Check each line of the material for the string "plain", and copy the lines that have it.

• [PROVIDED DATA]
● ● ● ●

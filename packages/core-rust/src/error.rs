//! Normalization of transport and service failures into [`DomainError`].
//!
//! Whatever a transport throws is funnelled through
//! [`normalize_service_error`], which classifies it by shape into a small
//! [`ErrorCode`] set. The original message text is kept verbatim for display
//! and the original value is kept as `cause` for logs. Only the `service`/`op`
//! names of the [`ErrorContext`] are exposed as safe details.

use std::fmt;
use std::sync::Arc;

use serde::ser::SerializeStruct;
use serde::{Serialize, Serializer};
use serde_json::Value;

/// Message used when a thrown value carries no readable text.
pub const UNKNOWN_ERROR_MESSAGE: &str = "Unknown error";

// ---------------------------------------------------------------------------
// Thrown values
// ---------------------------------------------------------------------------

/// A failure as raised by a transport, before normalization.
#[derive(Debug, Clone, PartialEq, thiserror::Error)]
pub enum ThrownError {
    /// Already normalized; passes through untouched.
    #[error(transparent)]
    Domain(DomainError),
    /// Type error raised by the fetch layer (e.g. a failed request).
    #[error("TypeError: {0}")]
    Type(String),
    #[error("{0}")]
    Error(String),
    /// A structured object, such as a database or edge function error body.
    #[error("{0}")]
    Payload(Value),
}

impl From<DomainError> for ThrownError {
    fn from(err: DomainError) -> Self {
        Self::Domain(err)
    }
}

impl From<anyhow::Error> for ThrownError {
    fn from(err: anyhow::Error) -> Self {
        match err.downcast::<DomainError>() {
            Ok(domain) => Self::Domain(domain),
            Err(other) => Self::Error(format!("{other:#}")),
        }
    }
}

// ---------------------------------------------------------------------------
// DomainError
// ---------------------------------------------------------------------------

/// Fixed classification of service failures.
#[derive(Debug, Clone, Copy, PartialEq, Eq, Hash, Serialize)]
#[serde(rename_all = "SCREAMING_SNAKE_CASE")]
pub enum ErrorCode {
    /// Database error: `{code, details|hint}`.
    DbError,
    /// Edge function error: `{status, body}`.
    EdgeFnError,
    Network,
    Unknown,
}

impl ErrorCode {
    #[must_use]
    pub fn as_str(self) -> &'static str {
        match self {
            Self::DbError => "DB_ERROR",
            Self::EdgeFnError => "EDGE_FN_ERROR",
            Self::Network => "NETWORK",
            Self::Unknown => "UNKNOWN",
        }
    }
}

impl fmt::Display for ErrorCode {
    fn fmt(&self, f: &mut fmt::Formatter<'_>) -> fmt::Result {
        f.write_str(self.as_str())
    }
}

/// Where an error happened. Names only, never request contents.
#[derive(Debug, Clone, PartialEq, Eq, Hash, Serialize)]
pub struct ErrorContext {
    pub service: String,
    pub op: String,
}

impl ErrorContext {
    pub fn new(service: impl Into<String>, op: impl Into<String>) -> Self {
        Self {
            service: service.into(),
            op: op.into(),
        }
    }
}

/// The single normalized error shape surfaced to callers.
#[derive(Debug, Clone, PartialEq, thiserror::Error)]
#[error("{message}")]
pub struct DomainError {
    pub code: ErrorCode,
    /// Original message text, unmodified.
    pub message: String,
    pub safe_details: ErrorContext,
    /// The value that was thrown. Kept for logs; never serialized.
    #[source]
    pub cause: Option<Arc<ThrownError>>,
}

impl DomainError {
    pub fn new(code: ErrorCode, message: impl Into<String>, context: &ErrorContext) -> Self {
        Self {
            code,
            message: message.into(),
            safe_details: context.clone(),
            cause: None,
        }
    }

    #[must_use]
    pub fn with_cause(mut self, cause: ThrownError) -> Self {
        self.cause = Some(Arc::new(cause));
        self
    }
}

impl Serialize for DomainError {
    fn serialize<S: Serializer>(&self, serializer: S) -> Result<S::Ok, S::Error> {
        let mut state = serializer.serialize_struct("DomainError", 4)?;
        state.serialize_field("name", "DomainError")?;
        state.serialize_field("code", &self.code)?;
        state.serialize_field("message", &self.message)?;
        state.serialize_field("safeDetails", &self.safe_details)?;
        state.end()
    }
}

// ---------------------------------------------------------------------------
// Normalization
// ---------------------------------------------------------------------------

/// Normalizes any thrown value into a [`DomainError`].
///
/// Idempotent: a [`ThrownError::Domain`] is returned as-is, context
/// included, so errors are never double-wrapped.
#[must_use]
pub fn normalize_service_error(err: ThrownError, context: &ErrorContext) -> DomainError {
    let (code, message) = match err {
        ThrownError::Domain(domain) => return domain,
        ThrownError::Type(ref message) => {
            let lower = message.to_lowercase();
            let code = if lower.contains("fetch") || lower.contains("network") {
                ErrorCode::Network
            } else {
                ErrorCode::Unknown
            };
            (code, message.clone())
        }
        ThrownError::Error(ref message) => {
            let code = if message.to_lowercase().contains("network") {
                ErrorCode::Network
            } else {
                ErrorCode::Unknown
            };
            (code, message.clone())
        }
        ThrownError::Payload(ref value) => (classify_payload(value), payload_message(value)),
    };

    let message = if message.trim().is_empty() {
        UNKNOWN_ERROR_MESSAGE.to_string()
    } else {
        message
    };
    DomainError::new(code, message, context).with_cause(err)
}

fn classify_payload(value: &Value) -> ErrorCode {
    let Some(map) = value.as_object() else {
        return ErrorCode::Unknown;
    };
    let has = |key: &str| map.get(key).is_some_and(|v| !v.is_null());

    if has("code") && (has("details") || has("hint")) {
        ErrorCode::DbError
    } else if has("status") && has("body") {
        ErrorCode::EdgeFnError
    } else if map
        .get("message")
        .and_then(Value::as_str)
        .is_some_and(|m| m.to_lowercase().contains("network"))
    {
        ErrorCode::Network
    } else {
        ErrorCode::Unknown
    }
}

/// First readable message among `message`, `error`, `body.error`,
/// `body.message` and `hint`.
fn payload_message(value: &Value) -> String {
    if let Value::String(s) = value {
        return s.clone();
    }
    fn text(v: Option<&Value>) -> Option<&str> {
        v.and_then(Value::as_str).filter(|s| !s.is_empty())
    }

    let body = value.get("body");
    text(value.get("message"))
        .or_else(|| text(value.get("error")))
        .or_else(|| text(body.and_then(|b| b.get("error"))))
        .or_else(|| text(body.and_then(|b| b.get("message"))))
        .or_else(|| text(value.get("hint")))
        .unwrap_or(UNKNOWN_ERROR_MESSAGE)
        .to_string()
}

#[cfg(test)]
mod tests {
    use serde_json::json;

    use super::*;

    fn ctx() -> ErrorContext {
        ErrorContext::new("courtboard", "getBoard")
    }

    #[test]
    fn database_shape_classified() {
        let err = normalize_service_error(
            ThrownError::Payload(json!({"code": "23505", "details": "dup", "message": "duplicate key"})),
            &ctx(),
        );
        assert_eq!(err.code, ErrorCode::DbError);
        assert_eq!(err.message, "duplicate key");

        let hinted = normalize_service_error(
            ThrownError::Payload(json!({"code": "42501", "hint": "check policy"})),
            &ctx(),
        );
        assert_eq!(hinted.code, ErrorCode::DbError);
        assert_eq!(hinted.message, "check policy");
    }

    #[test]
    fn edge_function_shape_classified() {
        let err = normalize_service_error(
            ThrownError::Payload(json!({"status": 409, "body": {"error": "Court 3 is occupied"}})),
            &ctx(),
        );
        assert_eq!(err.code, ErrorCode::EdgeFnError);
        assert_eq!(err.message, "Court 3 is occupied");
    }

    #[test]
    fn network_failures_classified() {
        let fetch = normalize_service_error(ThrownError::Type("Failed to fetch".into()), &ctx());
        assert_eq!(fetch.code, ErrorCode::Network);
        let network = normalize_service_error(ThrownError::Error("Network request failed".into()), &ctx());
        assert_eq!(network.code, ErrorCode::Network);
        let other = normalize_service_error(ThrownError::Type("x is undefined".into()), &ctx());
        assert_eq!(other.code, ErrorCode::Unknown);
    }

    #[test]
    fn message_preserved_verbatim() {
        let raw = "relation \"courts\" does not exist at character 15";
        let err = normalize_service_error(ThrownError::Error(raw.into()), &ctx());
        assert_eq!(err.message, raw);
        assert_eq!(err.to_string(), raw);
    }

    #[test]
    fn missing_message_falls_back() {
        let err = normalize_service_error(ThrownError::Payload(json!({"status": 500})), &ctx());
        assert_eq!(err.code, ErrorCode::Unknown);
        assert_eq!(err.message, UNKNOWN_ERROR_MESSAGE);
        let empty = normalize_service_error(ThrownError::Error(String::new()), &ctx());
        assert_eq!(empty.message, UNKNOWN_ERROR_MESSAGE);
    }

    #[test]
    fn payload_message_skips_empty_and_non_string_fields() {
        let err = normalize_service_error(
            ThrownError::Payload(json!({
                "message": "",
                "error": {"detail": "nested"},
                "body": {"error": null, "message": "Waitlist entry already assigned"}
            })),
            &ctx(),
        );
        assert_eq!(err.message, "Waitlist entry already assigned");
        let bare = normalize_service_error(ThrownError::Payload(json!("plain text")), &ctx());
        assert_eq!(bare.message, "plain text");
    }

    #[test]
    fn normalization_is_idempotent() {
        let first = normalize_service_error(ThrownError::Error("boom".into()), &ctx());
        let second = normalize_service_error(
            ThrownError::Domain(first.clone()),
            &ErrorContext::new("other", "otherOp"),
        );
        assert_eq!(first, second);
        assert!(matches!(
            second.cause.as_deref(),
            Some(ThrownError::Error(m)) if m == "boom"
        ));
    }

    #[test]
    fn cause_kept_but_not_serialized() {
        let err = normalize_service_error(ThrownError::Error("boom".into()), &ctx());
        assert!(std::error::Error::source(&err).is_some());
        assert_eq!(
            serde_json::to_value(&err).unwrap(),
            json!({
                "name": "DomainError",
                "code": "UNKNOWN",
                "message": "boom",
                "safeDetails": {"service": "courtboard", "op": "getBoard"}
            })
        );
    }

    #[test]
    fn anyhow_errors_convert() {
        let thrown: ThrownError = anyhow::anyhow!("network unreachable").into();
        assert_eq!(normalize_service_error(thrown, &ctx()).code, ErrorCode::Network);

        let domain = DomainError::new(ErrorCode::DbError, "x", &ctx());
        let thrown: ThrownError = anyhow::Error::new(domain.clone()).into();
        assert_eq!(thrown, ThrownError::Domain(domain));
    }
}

● ● ● ●

• [TASK SOLUTION]
        let bare = normalize_service_error(ThrownError::Payload(json!("plain text")), &ctx());
        assert_eq!(bare.message, "plain text");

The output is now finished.